PROBLEM TO SOLVE
Please state how many lines in the records below contain the word "Copy"; the answer should be a number and nothing else.

RECORDS SHOWN

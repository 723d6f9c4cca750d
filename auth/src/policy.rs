//! Role-based authorization.

use helpdesk_core::{Actor, Authorizer, Permission};

/// The helpdesk's two-role policy.
///
/// Any authenticated staff member may work tickets; only administrators may
/// register new staff.
#[derive(Debug, Clone, Copy, Default)]
pub struct RolePolicy;

impl Authorizer for RolePolicy {
    fn authorize(&self, actor: &Actor, permission: Permission) -> bool {
        match permission {
            Permission::MutateTicket => true,
            Permission::RegisterStaff => actor.is_admin,
        }
    }
}

#[cfg(test)]
mod tests {
    use super::*;
    use helpdesk_testing::fixtures;

    #[test]
    fn test_staff_can_mutate_tickets() {
        assert!(RolePolicy.authorize(&fixtures::staff_actor(), Permission::MutateTicket));
        assert!(RolePolicy.authorize(&fixtures::admin_actor(), Permission::MutateTicket));
    }

    #[test]
    fn test_only_admins_register_staff() {
        assert!(!RolePolicy.authorize(&fixtures::staff_actor(), Permission::RegisterStaff));
        assert!(RolePolicy.authorize(&fixtures::admin_actor(), Permission::RegisterStaff));
    }
}
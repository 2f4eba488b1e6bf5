use clap::{Parser, Subcommand, ValueEnum};
use std::path::PathBuf;

#[derive(Parser)]
#[command(name = "fsx", version, about = "fsx: Minimalist File Explorer")]
pub struct Cli {
    /// Colorize output (overrides FSX_COLOR)
    #[arg(long, global = true, value_enum)]
    pub color: Option<ColorMode>,

    #[command(subcommand)]
    pub command: Commands,
}

#[derive(Debug, Clone, Copy, PartialEq, Eq, ValueEnum)]
pub enum ColorMode {
    Auto,
    Always,
    Never,
}

#[derive(Debug, Clone, Copy, PartialEq, Eq, ValueEnum)]
pub enum EntryType {
    File,
    Dir,
}

#[derive(Debug, Subcommand)]
pub enum Commands {
    /// Show the contents of a directory
    #[command(visible_alias = "ls")]
    List {
        #[arg(default_value = ".")]
        path: PathBuf,
    },

    /// Create a file or a directory
    Create {
        #[arg(value_enum)]
        kind: EntryType,
        name: String,
        /// Where to create it
        #[arg(short, long, default_value = ".")]
        path: PathBuf,
    },

    /// Rename a file or a directory
    Rename {
        old_name: String,
        new_name: String,
        /// Directory holding the entry
        #[arg(short, long, default_value = ".")]
        path: PathBuf,
    },

    /// Delete a file or a directory
    #[command(visible_alias = "rm")]
    Delete {
        name: PathBuf,
        /// Delete a non-empty directory with its contents
        #[arg(short, long)]
        recursive: bool,
        /// Do not ask for confirmation
        #[arg(short, long)]
        force: bool,
        /// Directory holding the entry
        #[arg(short, long, default_value = ".")]
        path: PathBuf,
    },

    /// Move a file or a directory (a trailing '/' means "into this directory")
    #[command(visible_alias = "mv")]
    Move {
        name: String,
        destination: String,
        /// Directory holding the entry
        #[arg(short, long, default_value = ".")]
        path: PathBuf,
    },

    /// Copy a file or a directory (a trailing '/' means "into this directory")
    #[command(visible_alias = "cp")]
    Copy {
        source: String,
        destination: String,
        /// Copy directories with their contents
        #[arg(short, long)]
        recursive: bool,
        /// Directory holding the source
        #[arg(short, long, default_value = ".")]
        path: PathBuf,
    },

    /// Find entries by a shell-style pattern, e.g. '*.txt', 'report.*'
    Search {
        pattern: String,
        /// Where to search
        #[arg(short, long, default_value = ".")]
        path: PathBuf,
        /// Descend into subdirectories
        #[arg(short, long)]
        recursive: bool,
    },
}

ANSWER FOR THIS EXERCISE
6